Critical minerals roundtables with industry and community groups

Image credit: Madeleine King, LinkedIn

Minister for Resources and Northern Australia Madeleine King met with key industry and community organisations to explore how to best promote Australia’s critical minerals sector and maximise benefits across the country.

Minister King hosted two roundtables on critical minerals in Perth, where he heard from prominent resource firms, First Nations leaders, and research organisations as part of the discussions on the Australian Government‘s new Critical Minerals Strategy.

According to Minister King, the roundtables explored how governments might help attract investment and support the development of critical minerals projects.

“Critical minerals represent the next great leap in mining, and Australia has an opportunity to add even more value to our world-class mining sector by capturing the benefits of the transition to net zero and by moving into downstream processing,” Minister King said.

Minister King stated that the world would require the Australian resources industry and critical minerals to decarbonise.

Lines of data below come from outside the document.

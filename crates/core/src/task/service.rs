//! Task service trait
//!
//! Defines the interface for the remote task operations.

use async_trait::async_trait;

use super::model::Task;
use crate::Result;

/// Remote CRUD operations on tasks
///
/// Each call issues exactly one request. Dropping the returned future
/// cancels it.
#[async_trait]
pub trait TaskService: Send + Sync {
    /// Fetch the whole task collection
    async fn list(&self) -> Result<Vec<Task>>;

    /// Fetch a single task, failing with `Error::TaskNotFound` if it does not exist
    async fn get(&self, id: u64) -> Result<Task>;

    /// Create a task and return it with its server-assigned id
    async fn create(&self, task: &Task) -> Result<Task>;

    /// Replace the task stored at `id`
    async fn update(&self, id: u64, task: &Task) -> Result<Task>;

    /// Delete a task by ID
    async fn delete(&self, id: u64) -> Result<()>;
}
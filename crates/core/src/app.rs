//! App shell
//!
//! Owns the task service and the route table, and keeps exactly one active
//! view. Navigating replaces the view, so nothing from the previous screen
//! can be applied afterwards.

use std::sync::Arc;

use tracing::info;

use crate::routing::{app_router, paths, Route, Router};
use crate::task::TaskService;
use crate::view::{
    home, navbar, Confirm, DeleteOutcome, SubmitOutcome, TaskFormView, TaskListView,
};

pub enum ActiveView {
    Home,
    TaskList(TaskListView),
    TaskForm(TaskFormView),
}

pub struct App {
    service: Arc<dyn TaskService>,
    router: Router<Route>,
    path: String,
    route: Route,
    view: ActiveView,
}

impl App {
    /// Create the app on the home screen
    pub fn new(service: Arc<dyn TaskService>) -> Self {
        Self {
            service,
            router: app_router(),
            path: paths::HOME.to_string(),
            route: Route::Home,
            view: ActiveView::Home,
        }
    }

    pub fn path(&self) -> &str {
        &self.path
    }

    pub fn route(&self) -> Route {
        self.route
    }

    pub fn view(&self) -> &ActiveView {
        &self.view
    }

    /// Resolve `path`, build its view and run the view's initial fetch
    pub async fn navigate(&mut self, path: &str) -> Route {
        let route = self.router.resolve(path);
        info!("Navigating to {} ({})", path, route);

        self.view = ActiveView::Home;
        self.path = path.to_string();
        self.route = route;

        self.view = match route {
            Route::Home => ActiveView::Home,
            Route::TaskList => {
                let mut view = TaskListView::new(Arc::clone(&self.service));
                view.load().await;
                ActiveView::TaskList(view)
            }
            Route::TaskForm(mode) => {
                let mut view = TaskFormView::new(Arc::clone(&self.service), mode);
                view.init().await;
                ActiveView::TaskForm(view)
            }
        };

        route
    }

    /// Re-run the current view's fetch
    pub async fn reload(&mut self) -> bool {
        match &mut self.view {
            ActiveView::TaskList(view) => view.load().await,
            ActiveView::TaskForm(view) => view.init().await,
            ActiveView::Home => return false,
        }
        true
    }

    /// Filter the task list; `false` outside the list view
    pub fn search(&mut self, term: &str) -> bool {
        match &mut self.view {
            ActiveView::TaskList(view) => {
                view.set_search_term(term);
                true
            }
            _ => false,
        }
    }

    /// Delete a listed task; `None` outside the list view
    pub async fn delete(&mut self, id: u64, confirm: &mut dyn Confirm) -> Option<DeleteOutcome> {
        match &mut self.view {
            ActiveView::TaskList(view) => Some(view.delete_by_id(id, confirm).await),
            _ => None,
        }
    }

    pub fn set_title(&mut self, title: &str) -> bool {
        match &mut self.view {
            ActiveView::TaskForm(view) => {
                view.set_title(title);
                true
            }
            _ => false,
        }
    }

    pub fn set_completed(&mut self, completed: bool) -> bool {
        match &mut self.view {
            ActiveView::TaskForm(view) => {
                view.set_completed(completed);
                true
            }
            _ => false,
        }
    }

    /// Submit the form and go back to the list once it is saved
    pub async fn save(&mut self) -> Option<SubmitOutcome> {
        let outcome = match &mut self.view {
            ActiveView::TaskForm(view) => view.submit().await,
            _ => return None,
        };

        if matches!(outcome, SubmitOutcome::Saved(_)) {
            self.navigate(paths::TASKS).await;
        }
        Some(outcome)
    }

    /// Navbar followed by the active view
    pub fn render(&self) -> String {
        let body = match &self.view {
            ActiveView::Home => home::render(),
            ActiveView::TaskList(view) => view.render(),
            ActiveView::TaskForm(view) => view.render(),
        };
        format!("{}\n\n{}", navbar::render(&self.path), body)
    }
}

#[cfg(test)]
mod tests {
    use super::*;
    use crate::view::testing::StubService;
    use crate::view::{AutoConfirm, FormMode};

    fn app_with(service: StubService) -> (App, Arc<StubService>) {
        let service = Arc::new(service);
        (App::new(service.clone()), service)
    }

    #[tokio::test]
    async fn test_starts_at_home() {
        let (app, service) = app_with(StubService::default());

        assert_eq!(app.route(), Route::Home);
        assert!(matches!(app.view(), ActiveView::Home));
        assert!(app.render().contains("[Inicio]"));
        assert!(service.calls().is_empty());
    }

    #[tokio::test]
    async fn test_navigate_to_list_loads_tasks() {
        let (mut app, service) = app_with(StubService::numbered(3));

        assert_eq!(app.navigate("/tasks").await, Route::TaskList);

        let ActiveView::TaskList(view) = app.view() else {
            panic!("expected the list view");
        };
        assert_eq!(view.state().tasks.len(), 3);
        assert_eq!(service.calls(), vec!["list"]);
        assert!(app.render().contains("Task 3"));
    }

    #[tokio::test]
    async fn test_unknown_path_shows_home() {
        let (mut app, service) = app_with(StubService::default());

        assert_eq!(app.navigate("/whatever").await, Route::Home);
        assert!(matches!(app.view(), ActiveView::Home));
        assert!(service.calls().is_empty());
    }

    #[tokio::test]
    async fn test_list_commands_only_apply_to_list() {
        let (mut app, _) = app_with(StubService::numbered(3));

        assert!(!app.search("x"));
        assert!(app.delete(1, &mut AutoConfirm(true)).await.is_none());

        app.navigate("/tasks").await;
        assert!(app.search("2"));
        assert_eq!(
            app.delete(2, &mut AutoConfirm(true)).await,
            Some(DeleteOutcome::Deleted)
        );
    }

    #[tokio::test]
    async fn test_edit_then_save_returns_to_list() {
        let (mut app, service) = app_with(StubService::numbered(2));

        let route = app.navigate(&paths::edit_task(1)).await;
        assert_eq!(route, Route::TaskForm(FormMode::Edit(1)));
        assert!(app.set_title("Changed"));

        let outcome = app.save().await;

        assert!(matches!(outcome, Some(SubmitOutcome::Saved(_))));
        assert_eq!(app.route(), Route::TaskList);
        assert_eq!(service.calls(), vec!["get 1", "update 1 Changed", "list"]);
    }

    #[tokio::test]
    async fn test_rejected_save_stays_on_form() {
        let (mut app, _) = app_with(StubService::default());
        app.navigate(paths::NEW_TASK).await;

        assert_eq!(app.save().await, Some(SubmitOutcome::Rejected));
        assert_eq!(app.route(), Route::TaskForm(FormMode::Create));
        assert!(app.render().contains("El título es obligatorio"));
    }
}
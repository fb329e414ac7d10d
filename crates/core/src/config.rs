//! Service configuration

use crate::{Error, Result};

/// Public todo API the task manager talks to when nothing else is configured
pub const DEFAULT_API_URL: &str = "https://jsonplaceholder.typicode.com/todos";

/// Environment variable overriding the API base URL
pub const API_URL_ENV: &str = "TASKS_API_URL";

/// Configuration for the remote task service
#[derive(Debug, Clone, PartialEq, Eq)]
pub struct ServiceConfig {
    /// Collection endpoint, e.g. `https://host/todos` (no trailing slash)
    pub base_url: String,
}

impl Default for ServiceConfig {
    fn default() -> Self {
        Self {
            base_url: DEFAULT_API_URL.to_string(),
        }
    }
}

impl ServiceConfig {
    /// Create a config for the given collection endpoint
    pub fn new(base_url: impl Into<String>) -> Result<Self> {
        let raw = base_url.into();
        let base_url = raw.trim().trim_end_matches('/').to_string();

        if !(base_url.starts_with("http://") || base_url.starts_with("https://")) {
            return Err(Error::InvalidInput(format!(
                "API URL must start with http:// or https://: {}",
                raw
            )));
        }

        Ok(Self { base_url })
    }

    /// Read the config from the environment, falling back to the public API
    pub fn from_env() -> Result<Self> {
        match std::env::var(API_URL_ENV) {
            Ok(url) if !url.trim().is_empty() => Self::new(url),
            _ => Ok(Self::default()),
        }
    }

    /// URL of a single task
    pub fn task_url(&self, id: u64) -> String {
        format!("{}/{}", self.base_url, id)
    }
}
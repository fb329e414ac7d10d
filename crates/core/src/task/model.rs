//! Task model definitions

use serde::{Deserialize, Serialize};

/// A to-do item as served by the remote todo API
#[derive(Debug, Clone, Default, PartialEq, Eq, Serialize, Deserialize)]
#[serde(rename_all = "camelCase")]
pub struct Task {
    /// Assigned by the remote service; `None` until the task is saved
    #[serde(default, skip_serializing_if = "Option::is_none")]
    pub id: Option<u64>,
    pub title: String,
    #[serde(default)]
    pub completed: bool,
    #[serde(default, skip_serializing_if = "Option::is_none")]
    pub user_id: Option<u64>,
}

impl Task {
    /// Create a new, unsaved task with the given title
    pub fn new(title: impl Into<String>) -> Self {
        Self {
            id: None,
            title: title.into(),
            completed: false,
            user_id: None,
        }
    }

    /// Set the id
    pub fn with_id(mut self, id: u64) -> Self {
        self.id = Some(id);
        self
    }

    /// Set the completion flag
    pub fn with_completed(mut self, completed: bool) -> Self {
        self.completed = completed;
        self
    }

    /// Set the owning user id
    pub fn with_user_id(mut self, user_id: u64) -> Self {
        self.user_id = Some(user_id);
        self
    }

    /// Whether the task has been persisted remotely
    pub fn is_saved(&self) -> bool {
        self.id.is_some()
    }
}
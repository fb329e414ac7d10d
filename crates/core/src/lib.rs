//! Core library for the task manager
//!
//! This crate contains everything except the terminal shell:
//! - Task model, filtering and the remote task service
//! - View state machines (list, form, home, navbar)
//! - Client-side routing and the app shell that ties them together

pub mod app;
pub mod config;
pub mod error;
pub mod routing;
pub mod task;
pub mod view;

pub use error::Error;
pub type Result<T> = std::result::Result<T, Error>;
//! Interactive shell
//!
//! Reads one command per line from stdin and renders the active view to
//! stdout after each one.

use std::io::Write;

use async_trait::async_trait;
use tokio::io::{AsyncBufReadExt, BufReader, Lines, Stdin};
use tracing::debug;

use tm_core::app::App;
use tm_core::view::{Confirm, DeleteOutcome, SubmitOutcome};

use crate::command::{Command, HELP};

/// Line source shared by the command loop and the confirmation prompt
pub struct Prompt {
    lines: Lines<BufReader<Stdin>>,
    assume_yes: bool,
}

impl Prompt {
    pub fn stdin(assume_yes: bool) -> Self {
        Self {
            lines: BufReader::new(tokio::io::stdin()).lines(),
            assume_yes,
        }
    }

    /// Print `prompt` and read the next line; `None` at end of input
    pub async fn read_line(&mut self, prompt: &str) -> std::io::Result<Option<String>> {
        print!("{}", prompt);
        std::io::stdout().flush()?;
        self.lines.next_line().await
    }
}

#[async_trait]
impl Confirm for Prompt {
    async fn confirm(&mut self, message: &str) -> bool {
        if self.assume_yes {
            println!("{} s", message);
            return true;
        }

        match self.read_line(&format!("{} [s/N] ", message)).await {
            Ok(Some(answer)) => is_yes(&answer),
            _ => false,
        }
    }
}

fn is_yes(answer: &str) -> bool {
    matches!(
        answer.trim().to_lowercase().as_str(),
        "s" | "si" | "sí" | "y" | "yes"
    )
}

/// Run commands until `quit` or end of input
pub async fn run(app: &mut App, prompt: &mut Prompt) -> anyhow::Result<()> {
    println!("{}", app.render());

    while let Some(line) = prompt.read_line("> ").await? {
        let command = match line.parse::<Command>() {
            Ok(command) => command,
            Err(e) => {
                println!("{}", e);
                continue;
            }
        };
        debug!("Command: {:?}", command);

        let handled = match command {
            Command::Quit => break,
            Command::Help => {
                println!("{}", HELP);
                continue;
            }
            Command::Empty => true,
            Command::Go(path) => {
                app.navigate(&path).await;
                true
            }
            Command::Reload => app.reload().await,
            Command::Search(term) => app.search(&term),
            Command::Delete(id) => match app.delete(id, prompt).await {
                Some(DeleteOutcome::Skipped) => {
                    println!("No hay ninguna tarea #{} en la lista", id);
                    true
                }
                Some(_) => true,
                None => false,
            },
            Command::Title(title) => app.set_title(&title),
            Command::Done => app.set_completed(true),
            Command::Undone => app.set_completed(false),
            Command::Save => match app.save().await {
                Some(SubmitOutcome::Saved(task)) => {
                    println!("Tarea guardada (#{})", task.id.unwrap_or_default());
                    true
                }
                Some(_) => true,
                None => false,
            },
        };

        if handled {
            println!("{}", app.render());
        } else {
            println!("Comando no disponible en esta vista");
        }
    }

    Ok(())
}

“Just like the iron ore revolution of the 1960s and growth of the LNG industry in recent decades, Australia’s prosperity and our jobs of the future will rely on decisions we take now to support the development of our critical minerals industry,” Minister King added.

According to the Minister, there will be no net zero without the resources industry.

Critical minerals are significant elements of low-emissions technologies such as storage batteries, electric vehicle motors, solar panels, and wind turbines.

According to Minister King, the demand for critical minerals is steadily increasing. The International Energy Agency projected that by 2040, the demand for minerals for use in batteries and electric vehicles might increase at least 30 times. By 2040, the demand for lithium may increase by more than 40 times, while that for graphite, cobalt, and nickel may increase by 20 to 25 times.

Minister King stated that the new Critical Minerals Strategy would focus on the Government’s aim to grow the industry and ensure that all Australians capture the benefits.

Representatives from the Minerals Council of Australia, Indigenous Women in Mining and Resources, and resource companies such as Glencore, Rio Tinto, BHP, Iluka, and Lynas were among those who attended the roundtables.